Every website has at least one landing page, some have dozens. In the purest sense, any page where a visitor enters your website is a landing page. This idea is also proliferated because with organic search practices almost any page of your site could be the first page a visitor sees. However, in terms of marketing and advertising, a landing page is very specific page and stands apart from the rest of your site.
How Are Successful Landing Pages Made?
There are generally two specific calls to action for a landing page. You’re asking a user to either complete a purchase or to fill out a lead form. In order to focus on one of these two actions you need to focus on the design of your page. Many landing pages are completely dissociated from the rest of the site’s design. Here are some important factors to focus on when designing your pages:
- Connect to Your Ad – You’ve just sent the user to a page based on an advertisement, you need to make sure that the message in your advertisement matches the message on your page. This may also carry into the graphics used.
- No navigation – These pages are for their specific purposes only, we don’t want people becoming distracted, investigating other parts of the site, or reading any copy not related to our conversion goals.
- Clean and clear – Include just enough information to complete the conversion and no more.
- Make conversion easy – Don’t try and collect a lot of information on these pages. Get only what you need and make it crystal clear what that is.
- Beautiful design – If you’re going to spend any money on content for your site, these are the pages to do it. Compelling images and maybe a well-executed video are good starting points. Color use, white space, and page flow all need to be considered.
- Clear CTA – The single most important factor. Your call to action must be incredibly clear, very prominent on the page, and have enticing copy to complete the action.
- Focus on the visitor – This isn’t the time to focus on the specs for your product, this is about what your product can do for the user. Make sure all of your content is directed to what they can get out of your offer.

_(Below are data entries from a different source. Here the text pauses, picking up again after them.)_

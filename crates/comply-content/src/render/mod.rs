//! Content Renderer: turns a structured payload into display lines.
//!
//! Each top-level block, and each block nested in an expanded collapsible,
//! becomes one [`RenderedContent`]. Ids are derived from the block's
//! position (`block-0`, `block-2.1`, ...) so they stay stable across
//! re-renders of the same payload; collapsibles use their own id, or
//! `section-<path>` without one.

mod code;
mod diff;
mod list;
mod progress;
mod separator;
mod table;
mod tree;

use std::sync::Arc;

use comply_core::ClientConfig;
use comply_core::config::RenderConfig;
use serde_json::Value;
use tracing::Span;

use crate::block::{CollapsibleBlock, ContentBlock, TextBlock};
use crate::collapsible::{CollapsibleError, CollapsibleManager, HistoryPreferences, SectionInfo};
use crate::highlight::{Highlighter, PlainHighlighter};
use crate::parser::ContentParser;
use crate::theme::Theme;

pub use code::render_code;
pub use diff::render_diff;
pub use list::render_list;
pub use progress::{BAR_WIDTH, render_progress};
pub use separator::{MAX_SEPARATOR_WIDTH, render_separator};
pub use table::{MAX_COLUMN_WIDTH, MIN_COLUMN_WIDTH, column_widths, render_table};
pub use tree::render_tree;

const INDENT: &str = "  ";

/// One displayable element.
#[derive(Debug, Clone, PartialEq, Eq)]
pub struct RenderedContent {
    pub id: String,
    pub text: String,
    pub focusable: bool,
    /// Set for collapsible headers only.
    pub expanded: Option<bool>,
    /// Number of enclosing collapsibles.
    pub depth: usize,
}

#[derive(Debug, Clone, Copy, PartialEq, Eq)]
pub struct RenderOptions {
    pub max_table_rows: usize,
    pub line_numbers: bool,
    pub separator_width: usize,
}

impl Default for RenderOptions {
    fn default() -> Self {
        Self::from(&RenderConfig::default())
    }
}

impl From<&RenderConfig> for RenderOptions {
    fn from(config: &RenderConfig) -> Self {
        Self {
            max_table_rows: config.max_table_rows,
            line_numbers: config.line_numbers,
            separator_width: config.separator_width,
        }
    }
}

pub struct ContentRenderer {
    options: RenderOptions,
    highlighter: Arc<dyn Highlighter>,
    parser: ContentParser,
    collapsibles: CollapsibleManager,
    span: Span,
}

impl ContentRenderer {
    pub fn new(options: RenderOptions, history: HistoryPreferences) -> Self {
        let span = tracing::debug_span!("content_renderer");
        Self {
            options,
            highlighter: Arc::new(PlainHighlighter),
            parser: ContentParser::new().with_span(span.clone()),
            collapsibles: CollapsibleManager::new(history).with_span(span.clone()),
            span,
        }
    }

    pub fn from_config(config: &ClientConfig) -> Self {
        Self::new(
            RenderOptions::from(&config.render),
            HistoryPreferences::from(&config.history),
        )
    }

    pub fn with_highlighter(mut self, highlighter: Arc<dyn Highlighter>) -> Self {
        self.highlighter = highlighter;
        self
    }

    pub fn options(&self) -> &RenderOptions {
        &self.options
    }

    pub fn collapsibles(&self) -> &CollapsibleManager {
        &self.collapsibles
    }

    pub fn collapsibles_mut(&mut self) -> &mut CollapsibleManager {
        &mut self.collapsibles
    }

    /// Parses and renders a payload. Never fails.
    ///
    /// Collapsibles seen for the first time are registered with their
    /// declared expansion; known ones keep their current state.
    pub fn render_content(&mut self, payload: &Value, theme: &Theme) -> Vec<RenderedContent> {
        let blocks = self.parser.parse(payload);
        self.render_blocks(&blocks, theme)
    }

    pub fn render_blocks(&mut self, blocks: &[ContentBlock], theme: &Theme) -> Vec<RenderedContent> {
        let mut output = Vec::new();
        for (index, block) in blocks.iter().enumerate() {
            self.render_block(block, &index.to_string(), 0, theme, &mut output);
        }
        self.span.in_scope(|| {
            tracing::trace!(blocks = blocks.len(), rendered = output.len(), "rendered content");
        });
        output
    }

    pub fn toggle_collapsible(&mut self, id: &str) -> Result<bool, CollapsibleError> {
        self.collapsibles.toggle_section(id)
    }

    pub fn expand_all(&mut self) {
        self.collapsibles.expand_all();
    }

    pub fn collapse_all(&mut self) {
        self.collapsibles.collapse_all();
    }

    fn render_block(
        &mut self,
        block: &ContentBlock,
        path: &str,
        depth: usize,
        theme: &Theme,
        output: &mut Vec<RenderedContent>,
    ) {
        let text = match block {
            ContentBlock::Collapsible(section) => {
                self.render_collapsible(section, path, depth, theme, output);
                return;
            }
            ContentBlock::Text(text) => render_text(text, theme),
            ContentBlock::Code(code) => {
                render_code(code, self.highlighter.as_ref(), self.options.line_numbers, theme)
            }
            ContentBlock::Table(table) => render_table(table, self.options.max_table_rows, theme),
            ContentBlock::Tree(tree) => render_tree(tree),
            ContentBlock::Diff(diff) => render_diff(diff, theme),
            ContentBlock::Progress(progress) => render_progress(progress, theme),
            ContentBlock::List(list) => render_list(list),
            ContentBlock::Separator(separator) => {
                render_separator(separator, self.options.separator_width)
            }
        };

        output.push(RenderedContent {
            id: format!("block-{path}"),
            text: indent(&text, depth),
            focusable: false,
            expanded: None,
            depth,
        });
    }

    fn render_collapsible(
        &mut self,
        section: &CollapsibleBlock,
        path: &str,
        depth: usize,
        theme: &Theme,
        output: &mut Vec<RenderedContent>,
    ) {
        let id = section
            .id
            .clone()
            .unwrap_or_else(|| format!("section-{path}"));
        let level = u32::try_from(depth).unwrap_or(u32::MAX);
        self.collapsibles
            .register_section(&id, SectionInfo::from_block(section, level));

        let expanded = self.collapsibles.is_expanded(&id);
        let glyph = if expanded { "▼" } else { "▶" };
        let style = if self.collapsibles.focused() == Some(id.as_str()) {
            "focused"
        } else {
            "header"
        };
        let header = theme.apply(style, &format!("{glyph} {}", section.title));

        output.push(RenderedContent {
            id,
            text: indent(&header, depth),
            focusable: true,
            expanded: Some(expanded),
            depth,
        });

        if expanded {
            for (index, child) in section.content.iter().enumerate() {
                self.render_block(child, &format!("{path}.{index}"), depth + 1, theme, output);
            }
        }
    }
}

impl Default for ContentRenderer {
    fn default() -> Self {
        Self::new(RenderOptions::default(), HistoryPreferences::default())
    }
}

fn render_text(text: &TextBlock, theme: &Theme) -> String {
    match &text.style {
        Some(style) => theme.apply(style, &text.content),
        None => text.content.clone(),
    }
}

fn indent(text: &str, depth: usize) -> String {
    if depth == 0 {
        return text.to_string();
    }
    let prefix = INDENT.repeat(depth);
    text.lines()
        .map(|line| format!("{prefix}{line}"))
        .collect::<Vec<_>>()
        .join("\n")
}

- Social proof – Use testimonials, quotes, or your customer list to show evidence of your offer’s worth.
- Optimized – This page should be fast and lean.
How can we Build a Landing Page in WordPress
There are a lot of different ways to approach the creation of a landing page. While it comes down to two basic methodologies – you either implement them with a theme or a plugin – there is a lot of variety within those choices.
Theme Implementations
There are two ways to use a theme for your landing page. You can choose a theme geared to make landing pages like Divi (a page builder theme) or Landing, specifically built to implement landing pages.
In addition, many standard themes come with a blank template or a template without navigation so landing pages can be easily created. Even if that template doesn’t exist you can easily create a new template that strips down the distraction and simplifies the page.
Plugin Implementations
With plugins there are several options. There are landing page services like Unbounce, Lead Pages, or Instapage that can connect to your WordPress site via a proprietary plugin. Most of the heavy lifting happens off-site and they offer a great array of services to track your performance. Most offer A/B testing so that you can really dial in on what makes the page convert successfully.
There are some plugin solutions that add landing page capabilities right onto the site. Ultimate Landing Page and Page Builder are both available from the WordPress repository. This type of solution puts most of the tracking and overhead onto your server.
Finally, there are some page builder plugins like Beaver Builder and Elementor that make creating landing pages a snap. While there aren’t specific analytics for the page, they do allow you to leverage normal analytics tools to track conversions.
Additional Information
There are some great resources available to learn more. Unbounce has a great blog focused on landing pages, of particular note are co-founder Oli Gardner’s posts.
Kissmetrics has a blog about marketing, analytics, and testing and has some good resources.
Hubspot also writes frequent posts about landing pages and how to optimize them.